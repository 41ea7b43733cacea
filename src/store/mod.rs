//! Concrete backends for the account store, application registry and
//! token ledger.
//!
//! - [`SqliteStore`]: pooled SQLite, the production backend
//! - [`MemoryStore`]: process-local maps, for tests and throwaway instances
//!
//! Both implement every capability trait in [`crate::auth::traits`], so one
//! `Arc` of either can be handed to the core for all three roles.

pub mod memory;
pub mod sqlite;

pub use memory::MemoryStore;
pub use sqlite::SqliteStore;

use thiserror::Error;

/// Failure reported by a storage backend.
#[derive(Debug, Error)]
pub enum StoreError {
    /// A uniqueness constraint rejected the write.
    #[error("record already exists")]
    Conflict,

    #[error("record not found")]
    NotFound,

    /// I/O, pool or driver failure. `op` names the storage call that failed.
    #[error("{op} failed")]
    Unavailable {
        op: &'static str,
        #[source]
        source: anyhow::Error,
    },
}

impl StoreError {
    pub fn unavailable(op: &'static str, source: impl Into<anyhow::Error>) -> Self {
        Self::Unavailable {
            op,
            source: source.into(),
        }
    }
}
============
**What is required:** All lines from the one containing "pub fn unavailable(op: &'static" to the last line above should be reproduced exactly, and no other lines should be given.

**Response for this exercise:**
    pub fn unavailable(op: &'static str, source: impl Into<anyhow::Error>) -> Self {
        Self::Unavailable {
            op,
            source: source.into(),
        }
    }
}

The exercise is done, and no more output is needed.